» **Exercise**
Repeat the entries below exactly. Begin with the first line and end with the line that contains "let (plugin, _task)".
*** Data extract ***
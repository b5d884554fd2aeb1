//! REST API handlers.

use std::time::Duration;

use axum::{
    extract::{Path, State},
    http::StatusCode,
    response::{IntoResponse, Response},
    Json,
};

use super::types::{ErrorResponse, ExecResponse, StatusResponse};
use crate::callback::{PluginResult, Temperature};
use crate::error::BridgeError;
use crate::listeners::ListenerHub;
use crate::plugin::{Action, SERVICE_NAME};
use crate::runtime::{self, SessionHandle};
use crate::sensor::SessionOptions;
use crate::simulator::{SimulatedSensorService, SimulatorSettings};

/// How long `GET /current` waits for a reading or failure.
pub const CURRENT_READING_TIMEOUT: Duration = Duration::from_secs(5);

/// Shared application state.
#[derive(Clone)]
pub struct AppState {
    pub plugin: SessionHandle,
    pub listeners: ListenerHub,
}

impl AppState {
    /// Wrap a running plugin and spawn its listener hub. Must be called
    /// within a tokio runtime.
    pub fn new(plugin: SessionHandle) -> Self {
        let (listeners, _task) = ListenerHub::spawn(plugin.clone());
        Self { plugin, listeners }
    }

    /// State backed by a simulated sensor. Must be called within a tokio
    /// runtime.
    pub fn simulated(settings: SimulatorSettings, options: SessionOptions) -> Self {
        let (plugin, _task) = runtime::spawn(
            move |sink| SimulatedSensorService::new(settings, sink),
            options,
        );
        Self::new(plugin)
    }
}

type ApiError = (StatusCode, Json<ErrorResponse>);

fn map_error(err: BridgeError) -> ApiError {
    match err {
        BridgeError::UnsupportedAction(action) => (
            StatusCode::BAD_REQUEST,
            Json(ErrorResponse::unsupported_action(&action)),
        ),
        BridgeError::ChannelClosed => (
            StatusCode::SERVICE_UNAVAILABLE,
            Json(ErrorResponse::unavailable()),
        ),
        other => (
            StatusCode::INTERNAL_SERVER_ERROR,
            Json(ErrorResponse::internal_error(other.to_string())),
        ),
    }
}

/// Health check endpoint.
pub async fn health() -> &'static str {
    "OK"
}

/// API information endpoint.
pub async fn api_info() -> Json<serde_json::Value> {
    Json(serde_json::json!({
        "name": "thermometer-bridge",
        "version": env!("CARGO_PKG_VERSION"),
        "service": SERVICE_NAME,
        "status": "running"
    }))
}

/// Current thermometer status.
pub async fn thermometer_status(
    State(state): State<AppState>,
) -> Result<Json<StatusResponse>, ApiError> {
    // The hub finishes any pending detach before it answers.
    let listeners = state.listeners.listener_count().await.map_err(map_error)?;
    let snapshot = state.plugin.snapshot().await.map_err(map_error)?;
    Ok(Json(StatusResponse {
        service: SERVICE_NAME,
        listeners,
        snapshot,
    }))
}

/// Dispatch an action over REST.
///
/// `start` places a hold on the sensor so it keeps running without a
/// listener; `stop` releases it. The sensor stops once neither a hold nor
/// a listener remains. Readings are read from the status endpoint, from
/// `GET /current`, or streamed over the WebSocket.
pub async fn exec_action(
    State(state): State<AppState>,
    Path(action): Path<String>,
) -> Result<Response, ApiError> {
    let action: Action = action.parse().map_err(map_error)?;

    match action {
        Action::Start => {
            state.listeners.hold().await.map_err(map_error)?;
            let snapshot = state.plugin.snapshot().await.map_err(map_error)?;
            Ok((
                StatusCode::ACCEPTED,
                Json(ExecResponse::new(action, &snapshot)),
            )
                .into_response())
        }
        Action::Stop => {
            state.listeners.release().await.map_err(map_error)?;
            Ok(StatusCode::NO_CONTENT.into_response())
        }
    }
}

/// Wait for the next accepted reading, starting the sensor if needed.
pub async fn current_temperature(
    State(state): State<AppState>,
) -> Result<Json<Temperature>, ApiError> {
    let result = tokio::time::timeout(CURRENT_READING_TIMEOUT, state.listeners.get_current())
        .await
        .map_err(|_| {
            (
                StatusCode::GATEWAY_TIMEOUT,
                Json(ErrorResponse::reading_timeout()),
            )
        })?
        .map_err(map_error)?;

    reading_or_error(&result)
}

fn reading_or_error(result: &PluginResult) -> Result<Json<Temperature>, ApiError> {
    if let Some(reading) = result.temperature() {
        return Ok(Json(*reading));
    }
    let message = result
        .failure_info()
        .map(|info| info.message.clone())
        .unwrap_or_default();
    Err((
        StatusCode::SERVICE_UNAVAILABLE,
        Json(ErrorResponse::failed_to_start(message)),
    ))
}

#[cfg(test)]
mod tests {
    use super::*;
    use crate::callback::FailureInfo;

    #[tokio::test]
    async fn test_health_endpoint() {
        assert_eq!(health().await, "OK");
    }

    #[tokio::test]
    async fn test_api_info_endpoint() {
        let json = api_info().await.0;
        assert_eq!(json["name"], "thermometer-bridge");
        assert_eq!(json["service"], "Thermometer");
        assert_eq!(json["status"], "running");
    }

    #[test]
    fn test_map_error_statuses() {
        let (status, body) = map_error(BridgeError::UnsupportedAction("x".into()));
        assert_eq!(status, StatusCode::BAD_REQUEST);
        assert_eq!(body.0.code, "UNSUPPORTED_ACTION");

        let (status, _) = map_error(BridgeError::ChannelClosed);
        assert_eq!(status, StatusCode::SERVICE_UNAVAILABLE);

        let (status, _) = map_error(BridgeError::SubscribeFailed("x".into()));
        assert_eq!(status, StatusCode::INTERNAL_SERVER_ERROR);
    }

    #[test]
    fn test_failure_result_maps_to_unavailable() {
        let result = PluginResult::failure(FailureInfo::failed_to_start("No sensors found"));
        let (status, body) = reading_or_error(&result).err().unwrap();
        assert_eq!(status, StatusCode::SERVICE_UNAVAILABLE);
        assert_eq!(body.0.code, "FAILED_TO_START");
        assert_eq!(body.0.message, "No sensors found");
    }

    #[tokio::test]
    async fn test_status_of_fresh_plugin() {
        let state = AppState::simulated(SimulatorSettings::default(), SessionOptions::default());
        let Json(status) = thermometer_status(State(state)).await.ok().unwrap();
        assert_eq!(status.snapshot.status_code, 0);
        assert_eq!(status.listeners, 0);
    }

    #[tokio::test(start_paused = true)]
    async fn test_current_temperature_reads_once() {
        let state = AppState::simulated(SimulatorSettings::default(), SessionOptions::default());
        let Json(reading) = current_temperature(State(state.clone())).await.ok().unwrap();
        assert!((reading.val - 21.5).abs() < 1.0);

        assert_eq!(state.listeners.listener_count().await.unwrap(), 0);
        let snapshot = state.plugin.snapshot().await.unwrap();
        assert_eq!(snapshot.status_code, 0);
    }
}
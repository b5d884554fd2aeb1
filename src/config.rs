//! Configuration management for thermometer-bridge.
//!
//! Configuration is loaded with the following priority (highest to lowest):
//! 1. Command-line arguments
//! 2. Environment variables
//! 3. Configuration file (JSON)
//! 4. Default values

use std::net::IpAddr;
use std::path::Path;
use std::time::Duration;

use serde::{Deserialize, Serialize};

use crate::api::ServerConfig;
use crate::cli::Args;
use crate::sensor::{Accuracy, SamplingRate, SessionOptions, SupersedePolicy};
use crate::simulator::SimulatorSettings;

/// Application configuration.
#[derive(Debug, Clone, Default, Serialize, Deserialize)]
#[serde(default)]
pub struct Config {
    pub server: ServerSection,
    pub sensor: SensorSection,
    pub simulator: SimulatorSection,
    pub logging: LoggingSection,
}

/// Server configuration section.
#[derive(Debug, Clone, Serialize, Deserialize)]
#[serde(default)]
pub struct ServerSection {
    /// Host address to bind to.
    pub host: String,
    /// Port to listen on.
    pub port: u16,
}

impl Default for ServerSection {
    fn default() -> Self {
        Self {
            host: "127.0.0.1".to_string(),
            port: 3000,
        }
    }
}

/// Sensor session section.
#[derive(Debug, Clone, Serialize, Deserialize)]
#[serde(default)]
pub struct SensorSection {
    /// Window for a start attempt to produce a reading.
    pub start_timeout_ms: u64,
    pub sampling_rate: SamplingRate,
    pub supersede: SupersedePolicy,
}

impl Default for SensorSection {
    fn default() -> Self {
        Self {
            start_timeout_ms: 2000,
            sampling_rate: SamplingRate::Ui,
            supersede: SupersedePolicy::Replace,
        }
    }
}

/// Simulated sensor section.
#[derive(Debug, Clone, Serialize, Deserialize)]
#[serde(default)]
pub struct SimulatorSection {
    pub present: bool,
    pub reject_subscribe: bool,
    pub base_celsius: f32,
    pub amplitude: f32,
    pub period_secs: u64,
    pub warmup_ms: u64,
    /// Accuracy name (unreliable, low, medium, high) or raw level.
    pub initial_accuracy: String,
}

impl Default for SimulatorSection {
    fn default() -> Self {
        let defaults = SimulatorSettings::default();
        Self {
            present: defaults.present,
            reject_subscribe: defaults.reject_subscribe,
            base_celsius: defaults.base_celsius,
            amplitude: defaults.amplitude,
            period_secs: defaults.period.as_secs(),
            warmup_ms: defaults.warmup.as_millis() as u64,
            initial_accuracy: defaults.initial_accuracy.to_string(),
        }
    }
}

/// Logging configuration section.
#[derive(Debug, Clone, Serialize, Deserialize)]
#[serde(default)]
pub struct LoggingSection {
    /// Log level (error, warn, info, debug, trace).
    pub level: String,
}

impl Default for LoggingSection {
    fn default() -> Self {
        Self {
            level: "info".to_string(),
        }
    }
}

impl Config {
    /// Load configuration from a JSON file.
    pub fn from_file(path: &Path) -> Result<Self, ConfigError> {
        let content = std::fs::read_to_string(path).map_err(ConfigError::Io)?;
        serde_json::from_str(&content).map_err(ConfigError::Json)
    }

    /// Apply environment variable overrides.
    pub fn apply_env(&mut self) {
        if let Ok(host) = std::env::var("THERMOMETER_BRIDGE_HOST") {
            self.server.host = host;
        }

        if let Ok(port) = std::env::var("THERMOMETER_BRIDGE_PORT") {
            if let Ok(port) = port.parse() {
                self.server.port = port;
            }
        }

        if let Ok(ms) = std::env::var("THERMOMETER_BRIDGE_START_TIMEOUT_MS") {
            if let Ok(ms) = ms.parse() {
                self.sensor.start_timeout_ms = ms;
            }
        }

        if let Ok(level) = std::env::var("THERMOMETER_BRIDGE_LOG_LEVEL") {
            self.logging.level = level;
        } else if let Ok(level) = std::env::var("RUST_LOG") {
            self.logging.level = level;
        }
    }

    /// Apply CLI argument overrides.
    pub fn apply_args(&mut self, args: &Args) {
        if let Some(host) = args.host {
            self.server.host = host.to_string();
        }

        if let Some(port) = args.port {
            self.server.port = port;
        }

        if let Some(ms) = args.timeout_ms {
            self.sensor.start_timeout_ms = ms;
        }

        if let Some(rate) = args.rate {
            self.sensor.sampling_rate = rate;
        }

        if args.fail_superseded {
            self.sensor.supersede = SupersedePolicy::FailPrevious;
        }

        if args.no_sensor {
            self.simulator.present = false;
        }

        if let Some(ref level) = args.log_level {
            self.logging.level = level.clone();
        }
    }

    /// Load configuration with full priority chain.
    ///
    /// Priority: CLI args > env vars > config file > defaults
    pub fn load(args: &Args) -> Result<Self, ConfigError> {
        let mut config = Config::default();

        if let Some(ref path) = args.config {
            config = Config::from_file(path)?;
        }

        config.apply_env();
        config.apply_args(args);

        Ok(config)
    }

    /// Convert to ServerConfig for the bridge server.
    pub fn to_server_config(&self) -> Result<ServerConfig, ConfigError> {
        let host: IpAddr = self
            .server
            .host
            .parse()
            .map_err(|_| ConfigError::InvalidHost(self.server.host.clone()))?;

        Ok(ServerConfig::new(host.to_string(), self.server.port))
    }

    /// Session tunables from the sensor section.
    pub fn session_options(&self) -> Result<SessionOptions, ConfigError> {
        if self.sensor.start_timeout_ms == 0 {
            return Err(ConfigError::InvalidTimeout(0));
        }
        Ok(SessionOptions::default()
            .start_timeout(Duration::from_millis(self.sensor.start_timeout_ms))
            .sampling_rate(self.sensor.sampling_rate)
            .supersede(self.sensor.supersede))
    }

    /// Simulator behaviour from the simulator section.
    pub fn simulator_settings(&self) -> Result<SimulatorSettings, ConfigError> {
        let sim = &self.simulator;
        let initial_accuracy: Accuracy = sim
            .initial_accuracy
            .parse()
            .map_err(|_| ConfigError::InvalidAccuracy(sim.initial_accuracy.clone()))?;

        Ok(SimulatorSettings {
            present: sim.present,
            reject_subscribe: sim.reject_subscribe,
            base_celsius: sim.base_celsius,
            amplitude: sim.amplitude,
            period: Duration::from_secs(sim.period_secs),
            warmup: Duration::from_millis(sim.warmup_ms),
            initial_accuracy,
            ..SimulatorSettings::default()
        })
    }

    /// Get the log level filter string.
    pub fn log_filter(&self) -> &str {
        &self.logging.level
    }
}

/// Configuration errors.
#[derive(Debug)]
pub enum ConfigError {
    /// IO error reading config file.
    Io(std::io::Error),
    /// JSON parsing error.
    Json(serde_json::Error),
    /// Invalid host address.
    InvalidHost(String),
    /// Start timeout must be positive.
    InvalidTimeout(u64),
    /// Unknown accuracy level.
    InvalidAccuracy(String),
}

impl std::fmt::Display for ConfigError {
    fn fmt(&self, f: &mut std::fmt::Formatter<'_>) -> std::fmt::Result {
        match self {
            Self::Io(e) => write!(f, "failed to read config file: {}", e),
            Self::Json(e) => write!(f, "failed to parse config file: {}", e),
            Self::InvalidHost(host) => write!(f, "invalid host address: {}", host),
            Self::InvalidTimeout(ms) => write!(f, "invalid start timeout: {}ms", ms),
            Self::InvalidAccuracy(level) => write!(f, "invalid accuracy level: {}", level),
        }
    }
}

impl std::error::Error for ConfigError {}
*** End of Data extract ***
» **Solution for this problem**
repository b5d884554fd2aeb1
//! REST API handlers.

use std::time::Duration;

use axum::{
    extract::{Path, State},
    http::StatusCode,
    response::{IntoResponse, Response},
    Json,
};

use super::types::{ErrorResponse, ExecResponse, StatusResponse};
use crate::callback::{PluginResult, Temperature};
use crate::error::BridgeError;
use crate::listeners::ListenerHub;
use crate::plugin::{Action, SERVICE_NAME};
use crate::runtime::{self, SessionHandle};
use crate::sensor::SessionOptions;
use crate::simulator::{SimulatedSensorService, SimulatorSettings};

/// How long `GET /current` waits for a reading or failure.
pub const CURRENT_READING_TIMEOUT: Duration = Duration::from_secs(5);

/// Shared application state.
#[derive(Clone)]
pub struct AppState {
    pub plugin: SessionHandle,
    pub listeners: ListenerHub,
}

impl AppState {
    /// Wrap a running plugin and spawn its listener hub. Must be called
    /// within a tokio runtime.
    pub fn new(plugin: SessionHandle) -> Self {
        let (listeners, _task) = ListenerHub::spawn(plugin.clone());
        Self { plugin, listeners }
    }

    /// State backed by a simulated sensor. Must be called within a tokio
    /// runtime.
    pub fn simulated(settings: SimulatorSettings, options: SessionOptions) -> Self {
        let (plugin, _task) = runtime::spawn(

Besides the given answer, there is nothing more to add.